Record excerpts

- - -

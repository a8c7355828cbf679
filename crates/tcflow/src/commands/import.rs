use crate::workspace::Workspace;
use colored::Colorize;

pub async fn handle(workspace: &Workspace, address: &str, id: &str) -> anyhow::Result<()> {
    let provider = workspace.provider()?;
    let engine = workspace.engine(&provider);

    let lock = workspace.state.acquire_lock().await?;
    let mut state = workspace.state.load().await?;

    println!("{}", format!("Importing {} as {}...", id, address).yellow());
    engine.import(address, id, &mut state).await?;
    workspace.state.save(&state).await?;
    lock.release().await?;

    println!("{}", format!("✓ Imported {}", address).green().bold());
    if !workspace.manifest.resource_set().contains(address) {
        println!(
            "{}",
            format!(
                "ℹ {} is not declared in {}; the next apply will delete it",
                address,
                workspace.manifest_path.display()
            )
            .dimmed()
        );
    }
    Ok(())
}
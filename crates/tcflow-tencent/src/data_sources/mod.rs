//! Read-only data source types

pub mod kms_keys;
pub mod private_dns_zones;

pub use kms_keys::KmsKeys;
pub use private_dns_zones::PrivateDnsZones;
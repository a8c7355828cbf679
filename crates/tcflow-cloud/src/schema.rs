//! Declarative resource schemas
//!
//! A [`Schema`] is the field table of a resource or data source type. It is
//! declared once per type and used to validate configuration, fill defaults and
//! compute which fields changed between two states.

use crate::error::{CloudError, Result};
use serde::Serialize;
use std::collections::{BTreeMap, HashMap};

/// Attribute values of a resource, keyed by field name
pub type Attributes = HashMap<String, serde_json::Value>;

/// Value type of a schema field
#[derive(Debug, Clone, Copy, PartialEq, Eq, Serialize)]
#[serde(rename_all = "snake_case")]
pub enum FieldType {
    String,
    Int,
    Float,
    Bool,
    StringList,
    StringMap,
    /// List of nested objects with string or scalar members
    ObjectList,
}

impl FieldType {
    fn matches(&self, value: &serde_json::Value) -> bool {
        use serde_json::Value;
        match self {
            FieldType::String => value.is_string(),
            FieldType::Int => value.is_i64() || value.is_u64(),
            FieldType::Float => value.is_number(),
            FieldType::Bool => value.is_boolean(),
            FieldType::StringList => value
                .as_array()
                .is_some_and(|items| items.iter().all(Value::is_string)),
            FieldType::StringMap => value
                .as_object()
                .is_some_and(|map| map.values().all(Value::is_string)),
            FieldType::ObjectList => value
                .as_array()
                .is_some_and(|items| items.iter().all(Value::is_object)),
        }
    }
}

impl std::fmt::Display for FieldType {
    fn fmt(&self, f: &mut std::fmt::Formatter<'_>) -> std::fmt::Result {
        match self {
            FieldType::String => write!(f, "string"),
            FieldType::Int => write!(f, "int"),
            FieldType::Float => write!(f, "float"),
            FieldType::Bool => write!(f, "bool"),
            FieldType::StringList => write!(f, "list(string)"),
            FieldType::StringMap => write!(f, "map(string)"),
            FieldType::ObjectList => write!(f, "list(object)"),
        }
    }
}

/// A single field of a schema
#[derive(Debug, Clone, Serialize)]
pub struct Field {
    pub name: String,

    #[serde(rename = "type")]
    pub field_type: FieldType,

    /// Must be set in configuration
    pub required: bool,

    /// May be set in configuration
    pub optional: bool,

    /// Filled in from the remote side
    pub computed: bool,

    /// Changing this field requires replacing the resource
    pub force_new: bool,

    /// Hidden when state is displayed
    pub sensitive: bool,

    #[serde(skip_serializing_if = "Option::is_none")]
    pub default: Option<serde_json::Value>,

    pub description: String,
}

impl Field {
    pub fn new(name: impl Into<String>, field_type: FieldType) -> Self {
        Self {
            name: name.into(),
            field_type,
            required: false,
            optional: false,
            computed: false,
            force_new: false,
            sensitive: false,
            default: None,
            description: String::new(),
        }
    }

    pub fn string(name: impl Into<String>) -> Self {
        Self::new(name, FieldType::String)
    }

    pub fn int(name: impl Into<String>) -> Self {
        Self::new(name, FieldType::Int)
    }

    pub fn bool(name: impl Into<String>) -> Self {
        Self::new(name, FieldType::Bool)
    }

    pub fn string_list(name: impl Into<String>) -> Self {
        Self::new(name, FieldType::StringList)
    }

    pub fn string_map(name: impl Into<String>) -> Self {
        Self::new(name, FieldType::StringMap)
    }

    pub fn object_list(name: impl Into<String>) -> Self {
        Self::new(name, FieldType::ObjectList)
    }

    pub fn required(mut self) -> Self {
        self.required = true;
        self.optional = false;
        self
    }

    pub fn optional(mut self) -> Self {
        self.optional = true;
        self.required = false;
        self
    }

    pub fn computed(mut self) -> Self {
        self.computed = true;
        self
    }

    pub fn force_new(mut self) -> Self {
        self.force_new = true;
        self
    }

    pub fn sensitive(mut self) -> Self {
        self.sensitive = true;
        self
    }

    pub fn default_value(mut self, value: serde_json::Value) -> Self {
        self.default = Some(value);
        self
    }

    pub fn description(mut self, description: impl Into<String>) -> Self {
        self.description = description.into();
        self
    }

    /// Whether the user can set this field in configuration
    pub fn is_settable(&self) -> bool {
        self.required || self.optional
    }
}

/// Field table of a resource or data source type
#[derive(Debug, Clone, Default, Serialize)]
pub struct Schema {
    pub description: String,
    pub fields: BTreeMap<String, Field>,
}

/// Settable fields that differ between two attribute sets
#[derive(Debug, Clone, Default, PartialEq, Eq)]
pub struct Diff {
    /// Changed fields marked `force_new`
    pub force_new: Vec<String>,
    /// Changed fields that can be updated in place
    pub in_place: Vec<String>,
}

impl Diff {
    pub fn is_empty(&self) -> bool {
        self.force_new.is_empty() && self.in_place.is_empty()
    }

    pub fn requires_replace(&self) -> bool {
        !self.force_new.is_empty()
    }

    pub fn changed(&self) -> impl Iterator<Item = &String> {
        self.force_new.iter().chain(self.in_place.iter())
    }

    /// Whether `field` changed, in place or not
    pub fn contains(&self, field: &str) -> bool {
        self.changed().any(|f| f == field)
    }
}

fn present<'a>(attrs: &'a Attributes, name: &str) -> Option<&'a serde_json::Value> {
    attrs.get(name).filter(|v| !v.is_null())
}

impl Schema {
    pub fn new(description: impl Into<String>) -> Self {
        Self {
            description: description.into(),
            fields: BTreeMap::new(),
        }
    }

    pub fn field(mut self, field: Field) -> Self {
        self.fields.insert(field.name.clone(), field);
        self
    }

    pub fn get(&self, name: &str) -> Option<&Field> {
        self.fields.get(name)
    }

    pub fn settable_fields(&self) -> impl Iterator<Item = &Field> {
        self.fields.values().filter(|f| f.is_settable())
    }

    /// Check a configuration against the field table
    pub fn validate(&self, config: &Attributes) -> Result<()> {
        let mut keys: Vec<&String> = config.keys().collect();
        keys.sort();

        for key in keys {
            let value = &config[key];
            let field = self.fields.get(key).ok_or_else(|| {
                CloudError::InvalidConfig(format!("unsupported argument `{}`", key))
            })?;

            if !field.is_settable() {
                return Err(CloudError::InvalidConfig(format!(
                    "`{}` is computed and cannot be set",
                    key
                )));
            }

            if !value.is_null() && !field.field_type.matches(value) {
                return Err(CloudError::InvalidConfig(format!(
                    "`{}` must be of type {}",
                    key, field.field_type
                )));
            }
        }

        for field in self.fields.values().filter(|f| f.required) {
            if present(config, &field.name).is_none() {
                return Err(CloudError::InvalidConfig(format!(
                    "missing required argument `{}`",
                    field.name
                )));
            }
        }

        Ok(())
    }

    /// Fill declared defaults for absent optional fields
    pub fn apply_defaults(&self, config: &mut Attributes) {
        for field in self.fields.values() {
            if let Some(default) = &field.default {
                if present(config, &field.name).is_none() {
                    config.insert(field.name.clone(), default.clone());
                }
            }
        }
    }

    /// Compare the settable fields of a prior state with a new configuration
    ///
    /// A field left unset in `new` is unchanged when it is computed, since the
    /// remote side owns its value.
    pub fn diff(&self, old: &Attributes, new: &Attributes) -> Diff {
        let mut diff = Diff::default();

        for field in self.settable_fields() {
            let new_value = present(new, &field.name);
            if new_value.is_none() && field.computed {
                continue;
            }
            if present(old, &field.name) == new_value {
                continue;
            }
            if field.force_new {
                diff.force_new.push(field.name.clone());
            } else {
                diff.in_place.push(field.name.clone());
            }
        }

        diff
    }

    /// Copy of `attrs` with sensitive values masked
    pub fn redacted(&self, attrs: &Attributes) -> Attributes {
        attrs
            .iter()
            .map(|(k, v)| {
                let sensitive = self.fields.get(k).is_some_and(|f| f.sensitive);
                if sensitive && !v.is_null() {
                    (k.clone(), serde_json::json!("(sensitive)"))
                } else {
                    (k.clone(), v.clone())
                }
            })
            .collect()
    }
}
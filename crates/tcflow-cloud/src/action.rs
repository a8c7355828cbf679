//! Action types for cloud resource management

use serde::{Deserialize, Serialize};
use std::collections::HashMap;

/// Represents a planned action for a cloud resource
#[derive(Debug, Clone, Serialize, Deserialize)]
pub struct Action {
    /// Unique identifier for the action
    pub id: String,

    /// Type of action to perform
    pub action_type: ActionType,

    /// Resource type (e.g., "tencentcloud_kms_key")
    pub resource_type: String,

    /// Resource address (`<type>.<name>`)
    pub address: String,

    /// Persisted remote ID, when the resource already exists
    pub remote_id: Option<String>,

    /// Description of the action
    pub description: String,

    /// Additional details about the action
    pub details: HashMap<String, serde_json::Value>,
}

impl Action {
    pub fn new(
        action_type: ActionType,
        resource_type: impl Into<String>,
        address: impl Into<String>,
        remote_id: Option<String>,
    ) -> Self {
        let address = address.into();
        let description = match &remote_id {
            Some(id) => format!("{} {} ({})", action_type, address, id),
            None => format!("{} {}", action_type, address),
        };
        Self {
            id: format!("{}-{}", action_type, address),
            action_type,
            resource_type: resource_type.into(),
            address,
            remote_id,
            description,
            details: HashMap::new(),
        }
    }

    pub fn with_detail(mut self, key: impl Into<String>, value: serde_json::Value) -> Self {
        self.details.insert(key.into(), value);
        self
    }
}

/// Type of action to perform
#[derive(Debug, Clone, Copy, PartialEq, Eq, Serialize, Deserialize)]
#[serde(rename_all = "snake_case")]
pub enum ActionType {
    /// Create a new resource
    Create,
    /// Update an existing resource in place
    Update,
    /// Delete and re-create because a ForceNew field changed
    Replace,
    /// Delete a resource
    Delete,
    /// No changes needed
    NoOp,
}

impl std::fmt::Display for ActionType {
    fn fmt(&self, f: &mut std::fmt::Formatter<'_>) -> std::fmt::Result {
        match self {
            ActionType::Create => write!(f, "create"),
            ActionType::Update => write!(f, "update"),
            ActionType::Replace => write!(f, "replace"),
            ActionType::Delete => write!(f, "delete"),
            ActionType::NoOp => write!(f, "no-op"),
        }
    }
}

/// Result of applying actions
#[derive(Debug, Clone, Serialize, Deserialize)]
pub struct ApplyResult {
    /// Successfully applied actions
    pub succeeded: Vec<ActionResult>,

    /// Failed actions
    pub failed: Vec<ActionResult>,

    /// Total execution time in milliseconds
    pub duration_ms: u64,
}

impl ApplyResult {
    pub fn new() -> Self {
        Self {
            succeeded: Vec::new(),
            failed: Vec::new(),
            duration_ms: 0,
        }
    }

    pub fn is_success(&self) -> bool {
        self.failed.is_empty()
    }

    pub fn add_success(&mut self, action_id: String, message: String) {
        self.succeeded.push(ActionResult {
            action_id,
            success: true,
            message,
            error: None,
        });
    }

    pub fn add_failure(&mut self, action_id: String, error: String) {
        self.failed.push(ActionResult {
            action_id,
            success: false,
            message: String::new(),
            error: Some(error),
        });
    }
}

impl Default for ApplyResult {
    fn default() -> Self {
        Self::new()
    }
}

/// Result of a single action
#[derive(Debug, Clone, Serialize, Deserialize)]
pub struct ActionResult {
    /// ID of the action
    pub action_id: String,

    /// Whether the action succeeded
    pub success: bool,

    /// Success message
    pub message: String,

    /// Error message if failed
    pub error: Option<String>,
}

/// Plan containing all actions to be applied
#[derive(Debug, Clone, Serialize, Deserialize)]
pub struct Plan {
    /// List of actions to perform
    pub actions: Vec<Action>,

    /// Whether the plan has any changes
    pub has_changes: bool,
}

impl Plan {
    pub fn new(actions: Vec<Action>) -> Self {
        let has_changes = actions.iter().any(|a| a.action_type != ActionType::NoOp);
        Self {
            actions,
            has_changes,
        }
    }

    pub fn empty() -> Self {
        Self {
            actions: Vec::new(),
            has_changes: false,
        }
    }

    /// Get actions by type
    pub fn actions_by_type(&self, action_type: ActionType) -> Vec<&Action> {
        self.actions
            .iter()
            .filter(|a| a.action_type == action_type)
            .collect()
    }

    /// Look up the action planned for an address
    pub fn action_for(&self, address: &str) -> Option<&Action> {
        self.actions.iter().find(|a| a.address == address)
    }

    /// Summary of the plan
    pub fn summary(&self) -> PlanSummary {
        PlanSummary {
            create: self.actions_by_type(ActionType::Create).len(),
            update: self.actions_by_type(ActionType::Update).len(),
            replace: self.actions_by_type(ActionType::Replace).len(),
            delete: self.actions_by_type(ActionType::Delete).len(),
            no_change: self.actions_by_type(ActionType::NoOp).len(),
        }
    }
}

/// Summary of planned actions
#[derive(Debug, Clone, PartialEq, Eq)]
pub struct PlanSummary {
    pub create: usize,
    pub update: usize,
    pub replace: usize,
    pub delete: usize,
    pub no_change: usize,
}

impl std::fmt::Display for PlanSummary {
    fn fmt(&self, f: &mut std::fmt::Formatter<'_>) -> std::fmt::Result {
        write!(
            f,
            "{} to create, {} to update, {} to replace, {} to delete, {} unchanged",
            self.create, self.update, self.replace, self.delete, self.no_change
        )
    }
}
//! Managed resource types

pub mod cfs_access_group;
pub mod kms_key;
pub mod private_dns_zone;
pub mod tdmq_namespace;

pub use cfs_access_group::CfsAccessGroup;
pub use kms_key::KmsKey;
pub use private_dns_zone::PrivateDnsZone;
pub use tdmq_namespace::TdmqNamespace;
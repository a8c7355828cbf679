//! Declarative manifest (`tcflow.yaml`)
//!
//! ```yaml
//! provider:
//!   region: ap-guangzhou
//!   write_timeout_secs: 600
//!
//! resources:
//!   - type: tencentcloud_kms_key
//!     name: app
//!     config:
//!       alias: app-secrets
//!
//! data:
//!   - type: tencentcloud_kms_keys
//!     name: billing
//!     config:
//!       search_key_alias: billing
//! ```

use crate::error::{ConfigError, Result};
use serde::{Deserialize, Serialize};
use std::collections::HashSet;
use std::path::Path;
use std::time::Duration;
use tcflow_cloud::{Attributes, ResourceConfig, ResourceSet, Timeouts};

#[derive(Debug, Clone, Default, PartialEq, Serialize, Deserialize)]
#[serde(deny_unknown_fields)]
pub struct Manifest {
    #[serde(default)]
    pub provider: ProviderSettings,

    #[serde(default)]
    pub resources: Vec<Declaration>,

    /// Data source queries
    #[serde(default)]
    pub data: Vec<Declaration>,
}

/// Provider block; anything unset falls back to the environment or defaults
#[derive(Debug, Clone, Default, PartialEq, Serialize, Deserialize)]
#[serde(deny_unknown_fields)]
pub struct ProviderSettings {
    pub region: Option<String>,
    pub read_timeout_secs: Option<u64>,
    pub write_timeout_secs: Option<u64>,
}

impl ProviderSettings {
    pub fn timeouts(&self) -> Timeouts {
        let defaults = Timeouts::default();
        Timeouts {
            read: self
                .read_timeout_secs
                .map(Duration::from_secs)
                .unwrap_or(defaults.read),
            write: self
                .write_timeout_secs
                .map(Duration::from_secs)
                .unwrap_or(defaults.write),
        }
    }
}

/// One declared resource or data source
#[derive(Debug, Clone, PartialEq, Serialize, Deserialize)]
#[serde(deny_unknown_fields)]
pub struct Declaration {
    #[serde(rename = "type")]
    pub resource_type: String,

    pub name: String,

    #[serde(default)]
    pub config: Attributes,
}

impl Declaration {
    pub fn address(&self) -> String {
        format!("{}.{}", self.resource_type, self.name)
    }
}

impl Manifest {
    /// Read and validate a manifest file
    pub fn load(path: &Path) -> Result<Self> {
        let content = std::fs::read_to_string(path)?;
        let manifest: Manifest = serde_yaml::from_str(&content).map_err(|source| {
            ConfigError::Parse {
                path: path.to_path_buf(),
                source,
            }
        })?;
        manifest.validate()?;
        Ok(manifest)
    }

    pub fn parse(content: &str) -> Result<Self> {
        let manifest: Manifest = serde_yaml::from_str(content).map_err(|source| {
            ConfigError::Parse {
                path: "<inline>".into(),
                source,
            }
        })?;
        manifest.validate()?;
        Ok(manifest)
    }

    /// Names must be identifiers and addresses unique per block
    pub fn validate(&self) -> Result<()> {
        for (block, declarations) in [("resources", &self.resources), ("data", &self.data)] {
            let mut seen = HashSet::new();
            for declaration in declarations {
                if declaration.resource_type.is_empty() {
                    return Err(ConfigError::Invalid(format!(
                        "{}: entry `{}` has an empty type",
                        block, declaration.name
                    )));
                }
                if !is_identifier(&declaration.name) {
                    return Err(ConfigError::Invalid(format!(
                        "{}: invalid name `{}` (letters, digits, `_` and `-` only)",
                        block, declaration.name
                    )));
                }
                if !seen.insert(declaration.address()) {
                    return Err(ConfigError::Invalid(format!(
                        "{}: duplicate declaration `{}`",
                        block,
                        declaration.address()
                    )));
                }
            }
        }
        Ok(())
    }

    pub fn resource_set(&self) -> ResourceSet {
        to_set(&self.resources)
    }

    pub fn data_set(&self) -> ResourceSet {
        to_set(&self.data)
    }
}

fn to_set(declarations: &[Declaration]) -> ResourceSet {
    let mut set = ResourceSet::new();
    for d in declarations {
        set.add(ResourceConfig::new(
            d.resource_type.clone(),
            d.name.clone(),
            d.config.clone(),
        ));
    }
    set
}

fn is_identifier(name: &str) -> bool {
    !name.is_empty()
        && name
            .chars()
            .all(|c| c.is_ascii_alphanumeric() || c == '_' || c == '-')
}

- - -

Task objective
Please make an exact copy of the lines above from the line with "impl Default for" through the line with "actions to perform", both ends included.

Answer box
impl Default for ApplyResult {
    fn default() -> Self {
        Self::new()
    }
}

/// Result of a single action
#[derive(Debug, Clone, Serialize, Deserialize)]
pub struct ActionResult {
    /// ID of the action
    pub action_id: String,

    /// Whether the action succeeded
    pub success: bool,

    /// Success message
    pub message: String,

    /// Error message if failed
    pub error: Option<String>,
}

/// Plan containing all actions to be applied
#[derive(Debug, Clone, Serialize, Deserialize)]
pub struct Plan {
    /// List of actions to perform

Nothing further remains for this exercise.